UA engineering faculty tackle funding pressure

There are big misconceptions the public has about his work, said David Zaharoff, an assistant professor of biomedical engineering at the University of Arkansas at Fayetteville.

“The general perception is the university funds my research and pays for my students. In reality, you can think of each lab as its own independent company,” Zaharoff said, noting pressure on researchers to come up with funding from outside sources like federal grants. The university supports new faculty, but “within two or three years, you’re expected to be pretty much self-sufficient,” he said.

Pressure also comes from the UA’s goal to be a top-50 public university because research expenditures are a component used to evaluate universities. To boost such research dollars, the engineering college recently established a new position overseeing strategic ways to forge more research opportunities.

Heather Nachtmann began working in July as the college’s new associate dean for research, a half-time appointment as she continues in her role as a professor in UA’s industrial engineering department.

“One of the things we’ve done initially is develop an engineering research council,” Nachtmann said. The nine-person group will include Nachtmann and members from each of UA’s eight engineering departments.

Engineering comprises the second-largest share of research spending at UA behind agriculture, with agriculture research including UA’s Dale Bumpers College of Agricultural, Food and Life Sciences and UA’s Division of Agriculture (not including the division’s Cooperative Extension Service). Research spending for UA totaled about $125.5 million in the 12-month period that ended on June 30 of last year, with nearly one in five dollars spent on engineering research.

But Nachtmann said there remains a gap between UA and top-50 public universities in engineering research spending and also engineering spending per faculty member.

She noted the hiring last year of John English as engineering dean as another factor in the renewed focus on research. English appointed a task force to identify research strengths and emerging areas, as well as recommendations for improving research output.

“The creation of this task force was really the first time the college had created any kind of formal entity to look specifically at research,” Nachtmann said.

One way colleges have sought to increase their influence on both policy and federal funding decisions has been through lobbyists. The UA has a lobbying firm working on the university’s behalf, according to the university’s website.

The research task force recommended that the engineering college hire its own lobbyists, but “I don’t know whether that will happen,” Nachtmann said. Auburn University has hired lobbyists specifically for its engineering college, according to a 2011 news report.

But while hiring additional lobbyists may not happen, congressional staff members have been invited to tour engineering facilities and meet faculty for a “Federal Day” event later this month. In addition, Nachtmann said she and English may travel to Washington, D.C.

The engineering college also wants to begin giving out about four small grants yearly of perhaps $15,000 to help researchers, Nachtmann said, with such funds hopefully helping with larger grant applications. To succeed with such applications, “oftentimes you need to show a comparative literature review or preliminary results,” Nachtmann said, so the grants can fund summertime work or adding on a graduate student to help a researcher.
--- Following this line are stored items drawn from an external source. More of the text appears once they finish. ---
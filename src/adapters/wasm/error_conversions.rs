use crate::domain::bridge::error::BridgeError;
use wasm_bindgen::JsValue;

/// Conversion from BridgeError to JsValue for the WASM boundary
impl From<BridgeError> for JsValue {
    fn from(error: BridgeError) -> Self {
        JsValue::from_str(&error.to_string())
    }
}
The task force report identified electronics, energy, health care system engineering, nanomaterials, and transportation and logistics as existing research strengths.

The group’s report also listed several emerging research areas, including “big data.” Nachtmann said there have been preliminary discussions with the Sam M. Walton College of Business about collaborating on a new institute focused on such analytics.
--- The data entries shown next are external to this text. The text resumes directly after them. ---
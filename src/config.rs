use crate::domain::bridge::error::BridgeError;
use crate::domain::bridge::types::{StorageKey, DEFAULT_STORAGE_KEY};
use serde::{Deserialize, Serialize};
use std::env;

pub const DEFAULT_OUTBOUND_PORT: &str = "storeCache";
pub const DEFAULT_INBOUND_PORT: &str = "onStoreChange";
pub const DEFAULT_DATA_DIR: &str = "./tabsync_data";

#[derive(Debug, Clone, PartialEq, Eq, Serialize, Deserialize)]
#[serde(rename_all = "camelCase", default)]
pub struct BridgeConfig {
    pub storage_key: String,
    /// Application port the bridge subscribes to for local changes.
    pub outbound_port: String,
    /// Application port the bridge sends confirmed and remote changes to.
    pub inbound_port: String,
    /// Root directory of the native file-backed store.
    pub data_dir: String,
    /// Optional application port told about failed writes.
    pub error_port: Option<String>,
    pub debug: bool,
}

impl Default for BridgeConfig {
    fn default() -> Self {
        Self {
            storage_key: DEFAULT_STORAGE_KEY.to_string(),
            outbound_port: DEFAULT_OUTBOUND_PORT.to_string(),
            inbound_port: DEFAULT_INBOUND_PORT.to_string(),
            data_dir: DEFAULT_DATA_DIR.to_string(),
            error_port: None,
            debug: false,
        }
    }
}

impl BridgeConfig {
    /// Defaults overridden by `TABSYNC_STORAGE_KEY`, `TABSYNC_DATA_DIR` and
    /// `TABSYNC_DEBUG`.
    pub fn from_env() -> Self {
        let defaults = Self::default();
        Self {
            storage_key: env::var("TABSYNC_STORAGE_KEY").unwrap_or(defaults.storage_key),
            data_dir: env::var("TABSYNC_DATA_DIR").unwrap_or(defaults.data_dir),
            debug: env::var("TABSYNC_DEBUG")
                .map(|v| matches!(v.as_str(), "1" | "true" | "yes"))
                .unwrap_or(defaults.debug),
            ..defaults
        }
    }

    pub fn storage_key(&self) -> Result<StorageKey, BridgeError> {
        StorageKey::new(self.storage_key.clone())
    }
}

#[cfg(test)]
mod tests {
    use super::*;

    #[test]
    fn test_default_port_names() {
        let config = BridgeConfig::default();
        assert_eq!(config.storage_key, "store");
        assert_eq!(config.outbound_port, "storeCache");
        assert_eq!(config.inbound_port, "onStoreChange");
        assert_eq!(config.error_port, None);
        assert!(!config.debug);
    }

    #[test]
    fn test_partial_json_uses_defaults() {
        let config: BridgeConfig =
            serde_json::from_str(r#"{"storageKey": "session", "debug": true}"#).unwrap();
        assert_eq!(config.storage_key, "session");
        assert!(config.debug);
        assert_eq!(config.outbound_port, DEFAULT_OUTBOUND_PORT);
        assert_eq!(config.data_dir, DEFAULT_DATA_DIR);
    }

    #[test]
    fn test_storage_key_validation() {
        let config = BridgeConfig {
            storage_key: " ".to_string(),
            ..BridgeConfig::default()
        };
        assert!(matches!(
            config.storage_key(),
            Err(BridgeError::InvalidStorageKey(_))
        ));
    }
}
She cited Zaharoff’s collaborative work with chemistry associate professor Suresh Kumar on potential cancer treatments as the type of multi-disciplinary work she hopes will increase with the new research council.

Zaharoff, who has received more than $3 million in competitive state and federal grants since he joined UA in 2009, said collaborating “really drives the project that much further than you could have taken it yourself.”

A member of the task force and now the council, he said it’s ultimately up to researchers to form such partnerships.

Zaharoff praised the college for its commitment to supporting research.

“I think just the task force itself and the establishment of the research council speaks to the commitment of the college to emphasize research moving forward, because that’s something we didn’t have before,” he said.